▶ **What is expected**: Copy out all the entries below, word for word.

▶ **Exercise data**:
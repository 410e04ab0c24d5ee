//! Turn-taking state for a single game.

use crate::error::{EngineError, EngineErrorKind};
use crate::rules::{Outcome, outcome};
use crate::types::Mark;
use crate::{Board, Move};
use serde::{Deserialize, Serialize};
use tracing::{debug, info, instrument};

/// Current status of the game.
#[derive(Debug, Clone, Copy, PartialEq, Eq, Serialize, Deserialize)]
pub enum GameStatus {
    /// Game is ongoing.
    InProgress,
    /// Game has ended.
    Over(Outcome),
}

/// Tic-tac-toe game: the authoritative board plus whose turn it is.
#[derive(Debug, Clone, PartialEq, Eq, Serialize, Deserialize)]
pub struct Game {
    board: Board,
    to_move: Mark,
    status: GameStatus,
    history: Vec<Move>,
}

impl Game {
    /// Creates a new game with `first` to move.
    #[instrument]
    pub fn new(first: Mark) -> Self {
        Self {
            board: Board::new(),
            to_move: first,
            status: GameStatus::InProgress,
            history: Vec::new(),
        }
    }

    /// Returns the board.
    pub fn board(&self) -> &Board {
        &self.board
    }

    /// Returns the mark that moves next.
    pub fn to_move(&self) -> Mark {
        self.to_move
    }

    /// Returns the game status.
    pub fn status(&self) -> GameStatus {
        self.status
    }

    /// Returns the moves played so far.
    pub fn history(&self) -> &[Move] {
        &self.history
    }

    /// Places the current side's mark at `mv`.
    ///
    /// After the mark is placed the board is classified (win before draw);
    /// the turn passes to the other side only while the game is still open.
    #[track_caller]
    #[instrument(skip(self), fields(mark = %self.to_move))]
    pub fn make_move(&mut self, mv: Move) -> Result<GameStatus, EngineError> {
        if self.status != GameStatus::InProgress {
            return Err(EngineError::new(EngineErrorKind::GameOver));
        }

        self.board.place(mv, self.to_move)?;
        self.history.push(mv);
        debug!(%mv, moves = self.history.len(), "Move applied");

        match outcome(&self.board) {
            Some(result) => {
                info!(%result, "Game over");
                self.status = GameStatus::Over(result);
            }
            None => self.to_move = self.to_move.other(),
        }

        Ok(self.status)
    }
}

impl Default for Game {
    fn default() -> Self {
        Self::new(Mark::Player)
    }
}
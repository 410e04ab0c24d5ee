//! Scripted games through the console loop.

use std::io::Cursor;
use tictactoe::{Console, FirstPlayer, GameConfig, PROMPT};
use tictactoe_engine::{Mark, Outcome};

/// A human who always tries squares in row-major order, wrapping around.
fn row_major_script(rounds: usize) -> String {
    let mut script = String::new();
    for _ in 0..rounds {
        for row in 0..3 {
            for col in 0..3 {
                script.push_str(&format!("{row} {col}\n"));
            }
        }
    }
    script
}

fn play(script: &str, config: &GameConfig) -> (Outcome, String) {
    let mut console = Console::new(Cursor::new(script.to_string()), Vec::new());
    let outcome = console.play(config).expect("Game should finish");
    let output = String::from_utf8(console.into_output()).expect("Output is UTF-8");
    (outcome, output)
}

#[test]
fn test_engine_punishes_row_major_human() {
    // X(0,0) O(1,1) X(0,1) O(0,2) X(1,0) O(2,0) completes the anti-diagonal.
    let (outcome, output) = play(&row_major_script(5), &GameConfig::default());
    assert_eq!(outcome, Outcome::Win(Mark::Opponent));
    assert!(output.ends_with("X|X|O\n-----\nX|O| \n-----\nO| | \n-----\nO wins!\n"));
    assert!(output.contains("That square is not available."));
    assert_eq!(output.matches("AI is making a move...").count(), 3);
}

#[test]
fn test_engine_never_loses_when_moving_first() {
    let config = GameConfig::new(FirstPlayer::Computer, false);
    let (outcome, output) = play(&row_major_script(5), &config);
    assert_ne!(outcome, Outcome::Win(Mark::Player));
    assert!(output.ends_with(&format!("{outcome}\n")));
}

#[test]
fn test_invalid_lines_are_skipped() {
    let script = format!("hello\n\n5 5\n1 1 1\n{}", row_major_script(5));
    let (outcome, output) = play(&script, &GameConfig::default());
    assert_eq!(outcome, Outcome::Win(Mark::Opponent));
    assert!(output.contains("Invalid input. Enter row and column as numbers."));
    assert!(output.contains("Enter exactly two numbers: row and column."));
    assert!(output.matches(PROMPT).count() >= 7);
}

#[test]
fn test_stats_are_printed_when_enabled() {
    let config = GameConfig::new(FirstPlayer::Human, true);
    let (_, output) = play(&row_major_script(5), &config);
    assert_eq!(output.matches("Searched ").count(), 3);
}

▶ **Response to the exercise**:
repository 410e04ab0c24d5ee
//! Turn-taking state for a single game.

use crate::error::{EngineError, EngineErrorKind};
use crate::rules::{Outcome, outcome};
use crate::types::Mark;
use crate::{Board, Move};
use serde::{Deserialize, Serialize};
use tracing::{debug, info, instrument};

/// Current status of the game.
#[derive(Debug, Clone, Copy, PartialEq, Eq, Serialize, Deserialize)]
pub enum GameStatus {
    /// Game is ongoing.
    InProgress,
    /// Game has ended.
    Over(Outcome),
}

/// Tic-tac-toe game: the authoritative board plus whose turn it is.
#[derive(Debug, Clone, PartialEq, Eq, Serialize, Deserialize)]
pub struct Game {
    board: Board,
    to_move: Mark,
    status: GameStatus,
    history: Vec<Move>,
}

impl Game {
    /// Creates a new game with `first` to move.
    #[instrument]
    pub fn new(first: Mark) -> Self {
        Self {
            board: Board::new(),
            to_move: first,
            status: GameStatus::InProgress,
            history: Vec::new(),
        }
    }

    /// Returns the board.
    pub fn board(&self) -> &Board {
        &self.board
    }

    /// Returns the mark that moves next.
    pub fn to_move(&self) -> Mark {
        self.to_move
    }

    /// Returns the game status.
    pub fn status(&self) -> GameStatus {
        self.status
    }

    /// Returns the moves played so far.
    pub fn history(&self) -> &[Move] {
        &self.history
    }

    /// Places the current side's mark at `mv`.
    ///
    /// After the mark is placed the board is classified (win before draw);
    /// the turn passes to the other side only while the game is still open.
    #[track_caller]
    #[instrument(skip(self), fields(mark = %self.to_move))]
    pub fn make_move(&mut self, mv: Move) -> Result<GameStatus, EngineError> {
        if self.status != GameStatus::InProgress {
            return Err(EngineError::new(EngineErrorKind::GameOver));
        }

        self.board.place(mv, self.to_move)?;
        self.history.push(mv);
        debug!(%mv, moves = self.history.len(), "Move applied");

        match outcome(&self.board) {
            Some(result) => {
                info!(%result, "Game over");
                self.status = GameStatus::Over(result);
            }
            None => self.to_move = self.to_move.other(),
        }

        Ok(self.status)
    }
}

impl Default for Game {
    fn default() -> Self {
        Self::new(Mark::Player)
    }
}
repository 410e04ab0c24d5ee
//! Scripted games through the console loop.

use std::io::Cursor;
use tictactoe::{Console, FirstPlayer, GameConfig, PROMPT};
use tictactoe_engine::{Mark, Outcome};

/// A human who always tries squares in row-major order, wrapping around.
fn row_major_script(rounds: usize) -> String {
    let mut script = String::new();
    for _ in 0..rounds {
        for row in 0..3 {
            for col in 0..3 {
                script.push_str(&format!("{row} {col}\n"));
            }
        }
    }
    script
}

fn play(script: &str, config: &GameConfig) -> (Outcome, String) {
    let mut console = Console::new(Cursor::new(script.to_string()), Vec::new());
    let outcome = console.play(config).expect("Game should finish");
    let output = String::from_utf8(console.into_output()).expect("Output is UTF-8");
    (outcome, output)
}

#[test]
fn test_engine_punishes_row_major_human() {
    // X(0,0) O(1,1) X(0,1) O(0,2) X(1,0) O(2,0) completes the anti-diagonal.
    let (outcome, output) = play(&row_major_script(5), &GameConfig::default());
    assert_eq!(outcome, Outcome::Win(Mark::Opponent));
    assert!(output.ends_with("X|X|O\n-----\nX|O| \n-----\nO| | \n-----\nO wins!\n"));
    assert!(output.contains("That square is not available."));
    assert_eq!(output.matches("AI is making a move...").count(), 3);
}

#[test]
fn test_engine_never_loses_when_moving_first() {
    let config = GameConfig::new(FirstPlayer::Computer, false);
    let (outcome, output) = play(&row_major_script(5), &config);
    assert_ne!(outcome, Outcome::Win(Mark::Player));
    assert!(output.ends_with(&format!("{outcome}\n")));
}

#[test]
fn test_invalid_lines_are_skipped() {
    let script = format!("hello\n\n5 5\n1 1 1\n{}", row_major_script(5));
    let (outcome, output) = play(&script, &GameConfig::default());
    assert_eq!(outcome, Outcome::Win(Mark::Opponent));
    assert!(output.contains("Invalid input. Enter row and column as numbers."));
    assert!(output.contains("Enter exactly two numbers: row and column."));
    assert!(output.matches(PROMPT).count() >= 7);
}

#[test]
fn test_stats_are_printed_when_enabled() {
    let config = GameConfig::new(FirstPlayer::Human, true);
    let (_, output) = play(&row_major_script(5), &config);
    assert_eq!(output.matches("Searched ").count(), 3);
}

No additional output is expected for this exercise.